#### [WHAT YOU NEED TO DO]
Scan the data. Collect each line that contains the word "await".
---------- TASK INPUTS ----------
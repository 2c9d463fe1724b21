//! HTTP client implementation using reqwest.

use async_trait::async_trait;
use reqwest::Client;
use std::collections::HashMap;
use std::time::Duration;
use tokio::time::sleep;
use tracing::{debug, warn};

use crate::error::{HttpError, Result};
use crate::http::{HttpClient, HttpMethod, HttpRequest, HttpResponse, RetryPolicy};

/// Reqwest-based HTTP client.
///
/// Provides connection pooling, TLS by default, and automatic retry with
/// exponential backoff on 5xx/429 responses and transport errors.
pub struct ReqwestHttpClient {
    client: Client,
}

impl ReqwestHttpClient {
    /// Create a new HTTP client with default configuration.
    pub fn new() -> Self {
        Self::with_timeout(Duration::from_secs(30))
    }

    /// Create a new HTTP client with a custom default timeout.
    pub fn with_timeout(timeout: Duration) -> Self {
        let client = Client::builder()
            .timeout(timeout)
            .connect_timeout(Duration::from_secs(10))
            .pool_max_idle_per_host(10)
            .user_agent("covergap/0.1.0")
            .build()
            .expect("Failed to build HTTP client");

        Self { client }
    }

    /// Create a new HTTP client from a preconfigured reqwest client.
    pub fn with_client(client: Client) -> Self {
        Self { client }
    }

    fn convert_method(method: HttpMethod) -> reqwest::Method {
        match method {
            HttpMethod::Get => reqwest::Method::GET,
            HttpMethod::Head => reqwest::Method::HEAD,
        }
    }

    fn build_request(&self, request: HttpRequest) -> reqwest::RequestBuilder {
        let method = Self::convert_method(request.method);
        let mut req = self.client.request(method, &request.url);

        for (key, value) in request.headers {
            req = req.header(key, value);
        }

        if let Some(timeout) = request.timeout {
            req = req.timeout(timeout);
        }

        req
    }

    async fn execute_with_retry_internal(
        &self,
        request: HttpRequest,
        policy: RetryPolicy,
    ) -> Result<HttpResponse> {
        let mut attempt = 0;
        let mut last_error = None;

        while attempt < policy.max_attempts {
            debug!(
                attempt = attempt + 1,
                max_attempts = policy.max_attempts,
                url = %request.url,
                "Executing HTTP request"
            );

            let req_builder = self.build_request(request.clone());

            match req_builder.send().await {
                Ok(response) => {
                    let status = response.status().as_u16();

                    if status >= 500 || status == 429 {
                        warn!(
                            status = status,
                            attempt = attempt + 1,
                            "HTTP request failed with retryable status"
                        );
                        last_error =
                            Some(HttpError::RequestFailed(format!("HTTP {} error", status)));
                    } else {
                        let headers: HashMap<String, String> = response
                            .headers()
                            .iter()
                            .filter_map(|(k, v)| {
                                v.to_str().ok().map(|s| (k.to_string(), s.to_string()))
                            })
                            .collect();

                        let body = response
                            .bytes()
                            .await
                            .map_err(|e| HttpError::RequestFailed(e.to_string()))?;

                        return Ok(HttpResponse {
                            status,
                            headers,
                            body,
                        });
                    }
                }
                Err(e) => {
                    warn!(
                        error = %e,
                        attempt = attempt + 1,
                        "HTTP request failed"
                    );

                    last_error = Some(if e.is_timeout() {
                        HttpError::Timeout(e.to_string())
                    } else if e.is_connect() {
                        HttpError::Connect(e.to_string())
                    } else {
                        HttpError::RequestFailed(e.to_string())
                    });
                }
            }

            attempt += 1;

            if attempt < policy.max_attempts {
                let delay = if policy.use_exponential_backoff {
                    let exponential_delay = policy.base_delay * 2u32.pow(attempt - 1);
                    exponential_delay.min(policy.max_delay)
                } else {
                    policy.base_delay
                };

                debug!(delay_ms = delay.as_millis(), "Retrying after delay");
                sleep(delay).await;
            }
        }

        Err(last_error
            .unwrap_or_else(|| HttpError::RequestFailed("All retry attempts exhausted".into())))
    }
}

impl Default for ReqwestHttpClient {
    fn default() -> Self {
        Self::new()
    }
}

#[async_trait]
impl HttpClient for ReqwestHttpClient {
    async fn execute(&self, request: HttpRequest) -> Result<HttpResponse> {
        self.execute_with_retry(request, RetryPolicy::default())
            .await
    }

    async fn execute_with_retry(
        &self,
        request: HttpRequest,
        policy: RetryPolicy,
    ) -> Result<HttpResponse> {
        self.execute_with_retry_internal(request, policy).await
    }
}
----------
#### [RESPONSE TO THE TASK]
            match req_builder.send().await {
                            .await
                sleep(delay).await;
            .await
        self.execute_with_retry_internal(request, policy).await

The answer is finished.